TASK DETAILS:
The listing below contains a span that opens with the line containing "g: 201, b: 98" and closes with the line containing "let t = t.clamp(0.0, 1.0);". Return that span exactly.

THE DATA:
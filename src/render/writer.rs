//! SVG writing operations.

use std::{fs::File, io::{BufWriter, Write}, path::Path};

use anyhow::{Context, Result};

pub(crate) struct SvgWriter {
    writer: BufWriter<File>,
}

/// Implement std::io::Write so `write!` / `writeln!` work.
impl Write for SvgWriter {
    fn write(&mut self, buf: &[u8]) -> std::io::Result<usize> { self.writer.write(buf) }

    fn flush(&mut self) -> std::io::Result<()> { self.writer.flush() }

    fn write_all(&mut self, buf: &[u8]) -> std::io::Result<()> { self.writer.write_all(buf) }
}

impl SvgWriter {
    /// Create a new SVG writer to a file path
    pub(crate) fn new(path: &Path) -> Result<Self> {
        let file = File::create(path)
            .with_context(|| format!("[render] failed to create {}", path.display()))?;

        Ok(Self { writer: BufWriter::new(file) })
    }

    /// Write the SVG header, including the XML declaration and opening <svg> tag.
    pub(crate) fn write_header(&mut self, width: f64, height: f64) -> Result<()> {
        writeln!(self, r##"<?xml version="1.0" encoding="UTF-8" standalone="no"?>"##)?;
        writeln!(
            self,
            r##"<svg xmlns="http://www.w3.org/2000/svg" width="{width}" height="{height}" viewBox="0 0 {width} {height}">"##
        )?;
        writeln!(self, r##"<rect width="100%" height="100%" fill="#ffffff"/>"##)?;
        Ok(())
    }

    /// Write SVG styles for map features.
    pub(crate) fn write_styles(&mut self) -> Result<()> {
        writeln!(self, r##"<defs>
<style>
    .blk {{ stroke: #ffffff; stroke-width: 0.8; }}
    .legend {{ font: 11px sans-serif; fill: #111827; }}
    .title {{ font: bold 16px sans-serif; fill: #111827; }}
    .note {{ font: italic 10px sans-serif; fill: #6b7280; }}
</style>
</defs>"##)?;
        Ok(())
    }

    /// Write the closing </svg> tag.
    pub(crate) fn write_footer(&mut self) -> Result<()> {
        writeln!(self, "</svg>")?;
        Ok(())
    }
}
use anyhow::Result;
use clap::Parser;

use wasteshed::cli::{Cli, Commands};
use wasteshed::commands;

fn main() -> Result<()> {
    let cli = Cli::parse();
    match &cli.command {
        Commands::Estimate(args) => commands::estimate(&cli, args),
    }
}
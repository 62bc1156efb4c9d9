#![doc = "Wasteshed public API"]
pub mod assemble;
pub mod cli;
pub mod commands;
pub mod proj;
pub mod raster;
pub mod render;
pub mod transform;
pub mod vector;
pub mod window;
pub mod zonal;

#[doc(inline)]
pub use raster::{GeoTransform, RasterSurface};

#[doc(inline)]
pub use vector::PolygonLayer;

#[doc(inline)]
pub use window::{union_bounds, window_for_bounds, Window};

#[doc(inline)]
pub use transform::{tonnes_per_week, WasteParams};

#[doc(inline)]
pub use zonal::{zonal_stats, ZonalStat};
---
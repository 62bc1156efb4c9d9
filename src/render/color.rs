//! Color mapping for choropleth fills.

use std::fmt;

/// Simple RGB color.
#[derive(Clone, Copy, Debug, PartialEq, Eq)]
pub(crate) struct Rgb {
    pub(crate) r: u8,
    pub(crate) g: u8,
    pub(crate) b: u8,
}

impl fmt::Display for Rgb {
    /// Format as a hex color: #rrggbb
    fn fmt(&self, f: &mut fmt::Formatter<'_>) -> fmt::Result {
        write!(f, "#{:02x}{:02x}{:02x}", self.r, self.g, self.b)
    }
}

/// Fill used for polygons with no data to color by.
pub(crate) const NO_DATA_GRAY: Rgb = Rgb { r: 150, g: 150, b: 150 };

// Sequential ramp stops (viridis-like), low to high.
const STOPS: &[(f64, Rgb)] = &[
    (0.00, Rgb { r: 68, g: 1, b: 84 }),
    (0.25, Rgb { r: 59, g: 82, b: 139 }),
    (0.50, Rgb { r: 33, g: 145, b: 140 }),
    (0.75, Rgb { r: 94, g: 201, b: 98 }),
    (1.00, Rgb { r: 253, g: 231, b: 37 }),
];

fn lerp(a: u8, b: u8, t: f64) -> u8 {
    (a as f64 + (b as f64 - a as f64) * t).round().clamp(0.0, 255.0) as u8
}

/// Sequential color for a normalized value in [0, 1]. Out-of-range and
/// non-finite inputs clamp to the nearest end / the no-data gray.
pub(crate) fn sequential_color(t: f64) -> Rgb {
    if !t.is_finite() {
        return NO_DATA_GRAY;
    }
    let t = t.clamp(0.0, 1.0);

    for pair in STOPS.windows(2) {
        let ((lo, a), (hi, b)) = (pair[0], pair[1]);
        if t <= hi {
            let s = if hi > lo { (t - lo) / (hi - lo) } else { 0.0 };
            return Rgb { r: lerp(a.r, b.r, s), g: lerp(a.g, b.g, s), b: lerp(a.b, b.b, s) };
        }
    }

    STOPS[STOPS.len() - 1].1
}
--
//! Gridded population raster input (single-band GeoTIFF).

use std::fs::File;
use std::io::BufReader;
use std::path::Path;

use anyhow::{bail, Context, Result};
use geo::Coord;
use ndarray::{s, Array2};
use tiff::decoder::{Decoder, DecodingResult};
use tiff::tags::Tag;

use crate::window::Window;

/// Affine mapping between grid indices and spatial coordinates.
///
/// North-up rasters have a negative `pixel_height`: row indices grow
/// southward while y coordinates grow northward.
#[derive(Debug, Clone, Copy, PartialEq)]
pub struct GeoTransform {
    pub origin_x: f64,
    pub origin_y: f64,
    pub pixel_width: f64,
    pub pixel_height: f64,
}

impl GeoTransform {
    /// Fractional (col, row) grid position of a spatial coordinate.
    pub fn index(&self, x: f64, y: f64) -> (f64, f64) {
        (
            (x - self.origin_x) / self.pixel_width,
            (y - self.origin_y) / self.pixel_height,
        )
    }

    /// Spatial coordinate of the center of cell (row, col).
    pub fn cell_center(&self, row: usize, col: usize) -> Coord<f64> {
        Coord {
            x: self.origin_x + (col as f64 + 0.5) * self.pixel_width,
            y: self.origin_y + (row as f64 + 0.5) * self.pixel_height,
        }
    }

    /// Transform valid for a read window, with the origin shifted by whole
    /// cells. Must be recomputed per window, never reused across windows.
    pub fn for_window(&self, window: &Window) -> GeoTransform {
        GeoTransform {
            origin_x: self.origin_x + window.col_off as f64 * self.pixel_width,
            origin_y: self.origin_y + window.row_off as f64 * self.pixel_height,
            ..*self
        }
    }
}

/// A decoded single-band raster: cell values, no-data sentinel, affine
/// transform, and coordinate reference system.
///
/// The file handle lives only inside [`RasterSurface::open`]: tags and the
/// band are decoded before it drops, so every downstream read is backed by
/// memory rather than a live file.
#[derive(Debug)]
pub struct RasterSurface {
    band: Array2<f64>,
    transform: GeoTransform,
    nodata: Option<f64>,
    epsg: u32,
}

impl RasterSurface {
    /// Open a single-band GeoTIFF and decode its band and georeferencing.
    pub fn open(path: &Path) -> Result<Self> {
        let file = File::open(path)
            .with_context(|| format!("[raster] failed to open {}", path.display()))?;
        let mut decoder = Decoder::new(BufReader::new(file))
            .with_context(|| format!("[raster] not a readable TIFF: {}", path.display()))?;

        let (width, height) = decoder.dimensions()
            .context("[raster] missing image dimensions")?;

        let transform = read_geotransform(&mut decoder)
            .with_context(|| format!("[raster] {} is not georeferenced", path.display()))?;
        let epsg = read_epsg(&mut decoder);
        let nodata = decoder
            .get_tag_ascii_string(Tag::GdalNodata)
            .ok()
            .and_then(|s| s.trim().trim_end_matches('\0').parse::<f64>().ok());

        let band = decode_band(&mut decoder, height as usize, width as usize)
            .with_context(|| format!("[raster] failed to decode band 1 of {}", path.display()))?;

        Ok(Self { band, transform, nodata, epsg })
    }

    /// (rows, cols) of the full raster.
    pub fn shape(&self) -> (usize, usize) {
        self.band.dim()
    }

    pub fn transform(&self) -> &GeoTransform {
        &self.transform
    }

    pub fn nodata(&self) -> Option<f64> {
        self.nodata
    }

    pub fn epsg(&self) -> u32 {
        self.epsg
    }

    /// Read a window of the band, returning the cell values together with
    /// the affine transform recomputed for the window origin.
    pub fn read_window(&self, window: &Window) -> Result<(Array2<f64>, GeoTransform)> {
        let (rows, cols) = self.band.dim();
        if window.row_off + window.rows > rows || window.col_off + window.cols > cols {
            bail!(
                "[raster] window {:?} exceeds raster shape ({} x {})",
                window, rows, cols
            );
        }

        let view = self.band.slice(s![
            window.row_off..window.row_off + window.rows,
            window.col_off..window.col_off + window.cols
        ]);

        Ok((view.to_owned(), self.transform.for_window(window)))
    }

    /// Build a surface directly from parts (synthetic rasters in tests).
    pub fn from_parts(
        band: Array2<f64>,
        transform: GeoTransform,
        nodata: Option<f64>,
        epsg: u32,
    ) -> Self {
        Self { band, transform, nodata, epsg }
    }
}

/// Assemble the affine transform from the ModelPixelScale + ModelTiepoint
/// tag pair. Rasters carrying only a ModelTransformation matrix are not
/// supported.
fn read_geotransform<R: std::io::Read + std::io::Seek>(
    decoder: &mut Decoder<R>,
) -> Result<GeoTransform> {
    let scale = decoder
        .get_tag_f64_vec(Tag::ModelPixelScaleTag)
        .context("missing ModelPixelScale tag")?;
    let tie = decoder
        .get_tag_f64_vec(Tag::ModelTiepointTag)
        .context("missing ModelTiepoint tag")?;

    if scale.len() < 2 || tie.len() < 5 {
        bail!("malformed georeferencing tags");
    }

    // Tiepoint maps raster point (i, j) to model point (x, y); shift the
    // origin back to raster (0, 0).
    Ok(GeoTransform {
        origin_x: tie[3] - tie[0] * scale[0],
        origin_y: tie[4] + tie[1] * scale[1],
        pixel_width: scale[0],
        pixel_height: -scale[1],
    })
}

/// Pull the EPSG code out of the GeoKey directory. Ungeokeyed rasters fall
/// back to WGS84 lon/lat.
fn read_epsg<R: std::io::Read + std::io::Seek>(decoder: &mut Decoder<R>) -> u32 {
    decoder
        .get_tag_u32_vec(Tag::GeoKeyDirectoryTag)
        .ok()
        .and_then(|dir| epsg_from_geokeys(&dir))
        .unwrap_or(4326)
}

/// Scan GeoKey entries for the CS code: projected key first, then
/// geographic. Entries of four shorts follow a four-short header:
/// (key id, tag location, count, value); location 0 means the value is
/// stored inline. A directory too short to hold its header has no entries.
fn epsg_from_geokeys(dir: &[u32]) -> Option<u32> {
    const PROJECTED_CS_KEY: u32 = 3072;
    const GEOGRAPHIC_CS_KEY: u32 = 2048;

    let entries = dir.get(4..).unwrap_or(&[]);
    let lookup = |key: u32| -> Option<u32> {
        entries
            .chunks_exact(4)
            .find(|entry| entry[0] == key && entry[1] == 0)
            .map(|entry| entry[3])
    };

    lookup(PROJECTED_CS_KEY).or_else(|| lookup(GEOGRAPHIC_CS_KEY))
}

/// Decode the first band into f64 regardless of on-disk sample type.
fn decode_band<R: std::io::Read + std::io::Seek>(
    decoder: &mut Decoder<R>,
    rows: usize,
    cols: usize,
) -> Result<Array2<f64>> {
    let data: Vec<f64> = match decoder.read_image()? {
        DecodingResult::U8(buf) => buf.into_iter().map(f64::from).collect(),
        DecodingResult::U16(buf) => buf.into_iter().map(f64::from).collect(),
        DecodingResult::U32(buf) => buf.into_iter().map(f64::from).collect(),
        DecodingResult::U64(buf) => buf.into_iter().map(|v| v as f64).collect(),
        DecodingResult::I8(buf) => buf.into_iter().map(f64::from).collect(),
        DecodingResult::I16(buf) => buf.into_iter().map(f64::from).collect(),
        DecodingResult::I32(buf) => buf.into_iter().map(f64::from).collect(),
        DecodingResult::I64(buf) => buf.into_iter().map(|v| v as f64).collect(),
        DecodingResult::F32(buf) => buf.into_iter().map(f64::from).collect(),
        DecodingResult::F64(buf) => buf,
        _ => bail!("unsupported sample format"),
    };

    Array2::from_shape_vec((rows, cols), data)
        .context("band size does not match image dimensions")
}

RESPONSE BELOW:
    (0.75, Rgb { r: 94, g: 201, b: 98 }),
    (1.00, Rgb { r: 253, g: 231, b: 37 }),
];

fn lerp(a: u8, b: u8, t: f64) -> u8 {
    (a as f64 + (b as f64 - a as f64) * t).round().clamp(0.0, 255.0) as u8
}

/// Sequential color for a normalized value in [0, 1]. Out-of-range and
/// non-finite inputs clamp to the nearest end / the no-data gray.
pub(crate) fn sequential_color(t: f64) -> Rgb {
    if !t.is_finite() {
        return NO_DATA_GRAY;
    }
    let t = t.clamp(0.0, 1.0);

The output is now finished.